All this was well enough and customary enough, but what marked this spring
from any other spring that had ever been was that it was Jubilee Year. It
was on this warm May-day that Polchester people realised suddenly that the
Jubilee was not far away. The event had not quite the excitement and
novelty that the Jubilee of 1887 had had; there was, perhaps, in London
and the larger towns, something of a sense of repetition. But Polchester
was far from the general highway and, although the picture of the
wonderful old lady, now nearly eighty years of age, was strong before
every one's vision, there was a deep determination to make this year's
celebration a great Polchester affair, to make it the celebration of
Polchester men and Polchester history and Polchester progress.

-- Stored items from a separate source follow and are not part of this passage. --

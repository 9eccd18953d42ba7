//! Settings resolution.
//!
//! Resolution layers the environment, then builds the record:
//!
//! 1. `<base>/.env` is overlaid on the initial snapshot
//! 2. `APP_ENV` selects the deployment mode
//! 3. outside production, `<base>/.envs/.local/.mariadb` is overlaid too
//! 4. every section is resolved from the layered snapshot
//! 5. in production, the platform step adjusts the result
//!
//! Missing overlay files are tolerated. A missing required key, a
//! malformed typed value or an unreadable overlay file aborts resolution
//! and no record is produced.

use std::path::{Path, PathBuf};

use tracing::{debug, info, warn};
use webapp_config::DeploymentMode;
use webapp_core::{ConfigResult, EnvSnapshot};

use crate::platform;
use crate::settings::Settings;

pub const BASE_ENV_FILE: &str = ".env";

/// Local overlay, relative to the base directory.
pub fn local_overlay_path(base_dir: &Path) -> PathBuf {
    base_dir.join(".envs").join(".local").join(".mariadb")
}

#[derive(Clone, Debug, PartialEq, Eq)]
pub struct ResolverOptions {
    pub base_dir: PathBuf,
    /// Replaces the default local overlay path when set.
    pub overlay: Option<PathBuf>,
}

impl ResolverOptions {
    pub fn new(base_dir: impl Into<PathBuf>) -> Self {
        Self {
            base_dir: base_dir.into(),
            overlay: None,
        }
    }

    pub fn with_overlay(mut self, path: impl Into<PathBuf>) -> Self {
        self.overlay = Some(path.into());
        self
    }

    pub fn env_file(&self) -> PathBuf {
        self.base_dir.join(BASE_ENV_FILE)
    }

    pub fn overlay_file(&self) -> PathBuf {
        self.overlay
            .clone()
            .unwrap_or_else(|| local_overlay_path(&self.base_dir))
    }
}

/// Whether one overlay file was found and applied.
#[derive(Clone, Debug, PartialEq, Eq)]
pub struct EnvFileStatus {
    pub path: PathBuf,
    pub applied: bool,
}

/// A snapshot after overlays, with the mode it selected.
#[derive(Clone, Debug)]
pub struct Layered {
    pub env: EnvSnapshot,
    pub mode: DeploymentMode,
    /// Files in the order they were considered.
    pub files: Vec<EnvFileStatus>,
}

#[derive(Clone, Debug)]
pub struct ConfigResolver {
    options: ResolverOptions,
}

impl ConfigResolver {
    pub fn new(options: ResolverOptions) -> Self {
        Self { options }
    }

    pub fn options(&self) -> &ResolverOptions {
        &self.options
    }

    /// Resolve starting from the current process environment.
    pub fn resolve_from_process(&self) -> ConfigResult<Settings> {
        self.resolve(EnvSnapshot::from_process())
    }

    /// Resolve starting from `env`.
    ///
    /// Deterministic: the same snapshot and the same file contents always
    /// produce equal records.
    pub fn resolve(&self, env: EnvSnapshot) -> ConfigResult<Settings> {
        self.resolve_with_files(env).map(|(settings, _)| settings)
    }

    /// Like [`resolve`](Self::resolve), also reporting which overlay files
    /// were applied.
    pub fn resolve_with_files(
        &self,
        env: EnvSnapshot,
    ) -> ConfigResult<(Settings, Vec<EnvFileStatus>)> {
        let Layered { env, mode, files } = self.layer(env)?;

        let settings = Settings::from_env(&env, mode, &self.options.base_dir)?;
        let settings = if settings.mode.is_production() {
            platform::apply(settings, &env)?
        } else {
            settings
        };

        info!(
            mode = %settings.mode,
            debug = settings.security.debug,
            allowed_hosts = settings.security.allowed_hosts.len(),
            "Settings resolved"
        );
        Ok((settings, files))
    }

    /// Apply the overlay files to `env` and read the deployment mode.
    pub fn layer(&self, mut env: EnvSnapshot) -> ConfigResult<Layered> {
        let env_file = self.options.env_file();
        let applied = env.overlay_file(&env_file)?;
        log_env_file(&env_file, applied);
        let mut files = vec![EnvFileStatus {
            path: env_file,
            applied,
        }];

        let mode = DeploymentMode::from_env(&env)?;

        if !mode.is_production() {
            let overlay = self.options.overlay_file();
            let applied = env.overlay_file(&overlay)?;
            log_env_file(&overlay, applied);
            files.push(EnvFileStatus {
                path: overlay,
                applied,
            });
        }

        Ok(Layered { env, mode, files })
    }
}

pub fn log_env_file(path: &Path, applied: bool) {
    if applied {
        debug!(file = %path.display(), "Applied env file");
    } else {
        warn!(file = %path.display(), "Env file not found");
    }
}

#[cfg(test)]
mod tests {
    use super::*;

    #[test]
    fn test_default_paths() {
        let options = ResolverOptions::new("/srv/app");
        assert_eq!(options.env_file(), PathBuf::from("/srv/app/.env"));
        assert_eq!(
            options.overlay_file(),
            PathBuf::from("/srv/app/.envs/.local/.mariadb")
        );
    }

    #[test]
    fn test_explicit_overlay() {
        let options = ResolverOptions::new("/srv/app").with_overlay("/etc/app/db.env");
        assert_eq!(options.overlay_file(), PathBuf::from("/etc/app/db.env"));
    }

    #[test]
    fn test_layer_reports_missing_files() {
        let resolver = ConfigResolver::new(ResolverOptions::new("/nonexistent"));
        let layered = resolver
            .layer(EnvSnapshot::from_pairs([("APP_ENV", "local")]))
            .unwrap();

        assert_eq!(
            layered.files,
            vec![
                EnvFileStatus {
                    path: PathBuf::from("/nonexistent/.env"),
                    applied: false,
                },
                EnvFileStatus {
                    path: PathBuf::from("/nonexistent/.envs/.local/.mariadb"),
                    applied: false,
                },
            ]
        );
    }

    #[test]
    fn test_layer_requires_app_env() {
        let resolver = ConfigResolver::new(ResolverOptions::new("/nonexistent"));
        let err = resolver.layer(EnvSnapshot::new()).unwrap_err();
        assert_eq!(err.key(), Some("APP_ENV"));
    }
}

The programme had been long arranged--the great Service in the Cathedral,
the Ball in the Assembly Rooms, the Flower Show in the St. Leath Castle
grounds, the Torchlight Procession, the Croquet Tournament, the School-
children's Tea and the School Cricket-match. A fine programme, and the
Jubilee Committee, with the Bishop, the Mayor, and the Countess of St.
Leath for its presidents, had already held several meetings.

Nevertheless, Glebeshire has a rather languishing climate. Polchester has
been called by its critics "a lazy town," and it must be confessed that
everything in connection with the Jubilee had been jogging along very
sleepily until of a sudden this warm May-day arrived, and every one sprang
into action. The Mayor called a meeting of the town branch of the
Committee, and the Bishop out at Carpledon summoned his ecclesiastics, and
Joan found a note from Gladys Sampson beckoning her to the Sampson house
to do her share of the glorious work. It had been decided by the Higher
Powers that it would be a charming thing for some of the younger
Polchester ladies to have in charge the working of two of the flags that
were to decorate the Assembly Room walls on the night of the Ball. Gladys
Sampson, who, unlike her mother, never suffered from headaches, and was a
strong, determined, rather masculine girl, soon had the affair in hand,
and the party was summoned.

I would not like to say that Polchester had a more snobbish spirit than
other Cathedral towns, but there is no doubt that, thirty years ago, the
lines were drawn very clearly indeed between the "Cathedral" and the
"Others."

"Cathedral" included not only the daughters of the Canons and what Mr.
Martin, in his little town guide-book, called "General Ecclesiastical
Phenomena," but also the two daughters of Puddifoot's sister, Grace and
Annie Trudon; the three daughters of Roger McKenzie, the town lawyer;
little Betty Callender, the only child of old, red-faced Major Callender;
Mary and Amy Forrester, daughters of old Admiral Forrester; and, of
course, the St. Leath girls.

When Joan arrived, then, in the Deanery dining-room there was a fine
gathering. Very unsophisticated they would all have been considered by the
present generation. Lady Rose and Lady Mary, who were both of them nearer
forty than thirty, had of course had some experience of London, and had
been even to Paris and Rome. Of the "Others," at this time, only Betty
Callender, who had been born in India, and the Forresters had been
farther, in all their lives, than Drymouth. Their lives were bound, and
happily bound, by the Polchester horizon. They lived in and for and by the
local excitements, talks, croquet, bicycling (under proper guardianship),
Rafiel or Buquay or Clinton in the summer, and the occasional (very, very
occasional) performances of amateur theatricals in the Assembly Rooms.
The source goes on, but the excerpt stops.